The motion for leave to proceed in forma pauperis is granted. The petition for writ of certiorari is denied.
Adhering to my view that the death penalty is in all circumstances cruel and unusual punishment prohibited by the Eighth and Fourteenth Amendments, Gregg v. Georgia, 428 U.S. 153, 227, 231, 96 S.Ct. 2909, 2971, 2973, 49 L.Ed.2d 859 (1976), I would grant certiorari and vacate the death sentence in this case.
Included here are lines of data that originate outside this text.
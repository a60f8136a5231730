//! User-facing output on stdout.
//!
//! Status lines respect `--quiet` and `--no-color`; command results written
//! with [`OutputManager::data`] are always printed so they can be piped.

use std::io;

use console::Term;
use owo_colors::{AnsiColors, OwoColorize};

use crate::cli::GlobalArgs;

#[derive(Debug, Clone, Copy)]
enum Marker {
    Success,
    Warning,
    Info,
}

impl Marker {
    fn symbol(self) -> &'static str {
        match self {
            Self::Success => "\u{2713}", // ✓
            Self::Warning => "\u{26a0}", // ⚠
            Self::Info => "\u{2139}",    // ℹ
        }
    }

    fn color(self) -> AnsiColors {
        match self {
            Self::Success => AnsiColors::Green,
            Self::Warning => AnsiColors::Yellow,
            Self::Info => AnsiColors::Blue,
        }
    }
}

pub struct OutputManager {
    quiet: bool,
    no_color: bool,
    term: Term,
}

impl OutputManager {
    pub fn new(args: &GlobalArgs) -> Self {
        let term = Term::stdout();
        Self {
            quiet: args.quiet,
            no_color: args.no_color || !term.features().colors_supported(),
            term,
        }
    }

    /// Plain status line.
    pub fn print(&self, msg: &str) -> io::Result<()> {
        self.status(msg.to_owned())
    }

    /// Command result meant for other programs.
    pub fn data(&self, text: &str) -> io::Result<()> {
        self.term.write_line(text)
    }

    pub fn success(&self, msg: &str) -> io::Result<()> {
        self.marked(Marker::Success, msg)
    }

    pub fn warning(&self, msg: &str) -> io::Result<()> {
        self.marked(Marker::Warning, msg)
    }

    pub fn info(&self, msg: &str) -> io::Result<()> {
        self.marked(Marker::Info, msg)
    }

    /// Section title, bold cyan when colored.
    pub fn header(&self, text: &str) -> io::Result<()> {
        let line = if self.no_color {
            text.to_owned()
        } else {
            text.cyan().bold().to_string()
        };
        self.status(line)
    }

    pub fn is_quiet(&self) -> bool {
        self.quiet
    }

    fn marked(&self, marker: Marker, msg: &str) -> io::Result<()> {
        self.status(self.format_marked(marker, msg))
    }

    fn format_marked(&self, marker: Marker, msg: &str) -> String {
        if self.no_color {
            return format!("{} {msg}", marker.symbol());
        }
        format!(
            "{} {}",
            marker.symbol().color(marker.color()).bold(),
            msg.color(marker.color())
        )
    }

    fn status(&self, line: String) -> io::Result<()> {
        if self.quiet {
            return Ok(());
        }
        self.term.write_line(&line)
    }
}
//! Interactive prompts.
//!
//! Callers check [`super::can_prompt`] first. Without the `interactive`
//! feature every prompt reports the value as missing.

use crate::error::{CliError, CliResult};

#[cfg(feature = "interactive")]
fn prompt_error(e: dialoguer::Error) -> CliError {
    CliError::InvalidInput {
        message: "prompt failed".into(),
        source: Some(Box::new(e)),
    }
}

/// Ask for a line of text.
#[cfg(feature = "interactive")]
pub fn text(prompt: &str, default: Option<&str>) -> CliResult<String> {
    let mut input = dialoguer::Input::<String>::new().with_prompt(prompt);
    if let Some(default) = default {
        input = input.default(default.to_string());
    }
    input.interact_text().map_err(prompt_error)
}

/// Pick one of `items`; returns its index.
#[cfg(feature = "interactive")]
pub fn select(prompt: &str, items: &[String]) -> CliResult<usize> {
    dialoguer::FuzzySelect::new()
        .with_prompt(prompt)
        .items(items)
        .default(0)
        .interact()
        .map_err(prompt_error)
}

#[cfg(feature = "interactive")]
pub fn confirm(prompt: &str) -> CliResult<bool> {
    dialoguer::Confirm::new()
        .with_prompt(prompt)
        .default(false)
        .interact()
        .map_err(prompt_error)
}

#[cfg(not(feature = "interactive"))]
pub fn text(prompt: &str, _default: Option<&str>) -> CliResult<String> {
    Err(unavailable(prompt))
}

#[cfg(not(feature = "interactive"))]
pub fn select(prompt: &str, _items: &[String]) -> CliResult<usize> {
    Err(unavailable(prompt))
}

#[cfg(not(feature = "interactive"))]
pub fn confirm(prompt: &str) -> CliResult<bool> {
    Err(unavailable(prompt))
}

#[cfg(not(feature = "interactive"))]
fn unavailable(prompt: &str) -> CliError {
    CliError::MissingValue {
        what: "value",
        hint: format!("Pass \"{prompt}\" on the command line; prompts are disabled in this build"),
    }
}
Petitioner seeks review of the State Supreme Court's decision upholding his murder conviction and death sentence. He argues that his conviction and death sentence should be set aside because they were based in part on evidence obtained in flagrant violation of his Fourth Amendment rights. He objects to the State Supreme Court's holding that, by calling the Chief of Police for assistance, he consented to a broad-ranging 12 day search of his furniture store. Because I believe that this petition raises serious Fourth Amendment claims 1 and offers an opportunity for this Court to clarify the standards for consent to search under Schneckloth v. Bustamonte, 412 U.S. 218, 93 S.Ct. 2041, 36 L.Ed.2d 854 (1973), I dissent from the denial of certiorari.2
On December 24, 1975, four persons were killed at a furniture store owned by petitioner. Petitioner's wife, her parents, and another person had been shot to death, and petitioner had been shot in the abdomen and was seriously wounded. That night, shortly after the shootings, petitioner called the local police chief, a personal friend of petitioner's, and requested immediate assistance. The police chief testified: In response to this call, police entered the store, found petitioner, who was bleeding badly, and rushed him to the hospital. The police found four bodies, searched for the killer, and secured the building.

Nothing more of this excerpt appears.